Novel ω-conotoxins from C. catus reverse signs of mouse inflammatory pain after systemic administration
- Equal contributors
1 Discipline of Pharmacology, University of Sydney, Sydney, NSW 2006, Australia
2 Institute for Molecular Bioscience, University of Queensland, St Lucia, QLD 4072, Australia
Molecular Pain 2013, 9:51 doi:10.1186/1744-8069-9-51Published: 20 October 2013
Antagonists of N-type voltage-gated calcium channels (VGCC), Cav2.2, can manage severe chronic pain with intrathecal use and may be effective systemically. A series of novel ω-conotoxins that selectively inhibit N-type VGCCs was isolated from Conus catus. In the present study, the potency and reversibility of ω-conotoxins CVID, CVIE and CVIF to inhibit N-type calcium currents were investigated in mouse isolated dorsal root ganglion (DRG) neurons. The systemic potency of each ω-conotoxin to reverse signs of mouse chronic inflammatory pain was also compared.

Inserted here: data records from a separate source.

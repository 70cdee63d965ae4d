use bytes::{Buf, BufMut};

use super::{Decode, DecodeError, Encode, Sizer};

/// A size-prefixed unit of the signalling wire format.
///
/// Implementors describe only their body; the prefix is handled here. On
/// encode, the body is measured with a [Sizer] first so the varint length
/// can be written ahead of it. On decode, the body is confined to exactly
/// the prefixed length: a frame that reads past its prefix corrupts every
/// frame behind it on the channel, and one that leaves bytes behind was
/// produced by a peer we disagree with — both are rejected rather than
/// resynchronized.
pub trait Message: Sized {
	fn encode<W: BufMut>(&self, w: &mut W);

	fn decode<B: Buf>(buf: &mut B) -> Result<Self, DecodeError>;
}

// Every message is encodable/decodable with its size prefix attached.
impl<T: Message> Encode for T {
	fn encode<W: BufMut>(&self, w: &mut W) {
		let mut sizer = Sizer::default();
		Message::encode(self, &mut sizer);
		sizer.size.encode(w);
		Message::encode(self, w);
	}
}

impl<T: Message> Decode for T {
	fn decode<B: Buf>(buf: &mut B) -> Result<Self, DecodeError> {
		let size = usize::decode(buf)?;

		// The prefix is peer-controlled; never trust it past the bytes we
		// actually hold.
		if buf.remaining() < size {
			return Err(DecodeError::UnexpectedEnd);
		}

		let mut body = buf.take(size);
		let message = Message::decode(&mut body)?;
		if body.remaining() > 0 {
			return Err(DecodeError::TooManyBytes);
		}

		Ok(message)
	}
}
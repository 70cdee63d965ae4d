pub trait Encode: Sized {
	// Encode the value to the given writer.
	// This will panic if the Buf is not large enough; use a Vec or a Sizer to check.
	fn encode<W: bytes::BufMut>(&self, w: &mut W);
}

impl Encode for u8 {
	fn encode<W: bytes::BufMut>(&self, w: &mut W) {
		w.put_u8(*self);
	}
}

impl Encode for u64 {
	// Variable length integer with a 2-bit length prefix.
	fn encode<W: bytes::BufMut>(&self, w: &mut W) {
		let v = *self;
		if v < (1 << 6) {
			w.put_u8(v as u8);
		} else if v < (1 << 14) {
			w.put_u16(0b01 << 14 | v as u16);
		} else if v < (1 << 30) {
			w.put_u32(0b10 << 30 | v as u32);
		} else if v < (1 << 62) {
			w.put_u64(0b11 << 62 | v);
		} else {
			panic!("varint too large");
		}
	}
}

impl Encode for usize {
	fn encode<W: bytes::BufMut>(&self, w: &mut W) {
		(*self as u64).encode(w)
	}
}

impl Encode for bool {
	fn encode<W: bytes::BufMut>(&self, w: &mut W) {
		w.put_u8(*self as u8);
	}
}

impl Encode for String {
	fn encode<W: bytes::BufMut>(&self, w: &mut W) {
		self.as_str().encode(w)
	}
}

impl Encode for &str {
	fn encode<W: bytes::BufMut>(&self, w: &mut W) {
		self.len().encode(w);
		w.put(self.as_bytes());
	}
}

impl<T: Encode> Encode for Vec<T> {
	fn encode<W: bytes::BufMut>(&self, w: &mut W) {
		self.len().encode(w);
		for item in self.iter() {
			item.encode(w);
		}
	}
}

In DRG neurons, the rank order of potency to inhibit N-type calcium currents was CVIE > CVIF > CVID. After subcutaneous administration, CVID and CVIE, but not CVIF, partially reversed impaired weight bearing in mice injected with Freund’s complete adjuvant (CFA) three days prior to testing. No side-effects associated with systemic administration of ω-conotoxins were observed.
The present study indicates a potential for CVID and CVIE to be developed as systemically active analgesics with no accompanying neurological side-effects.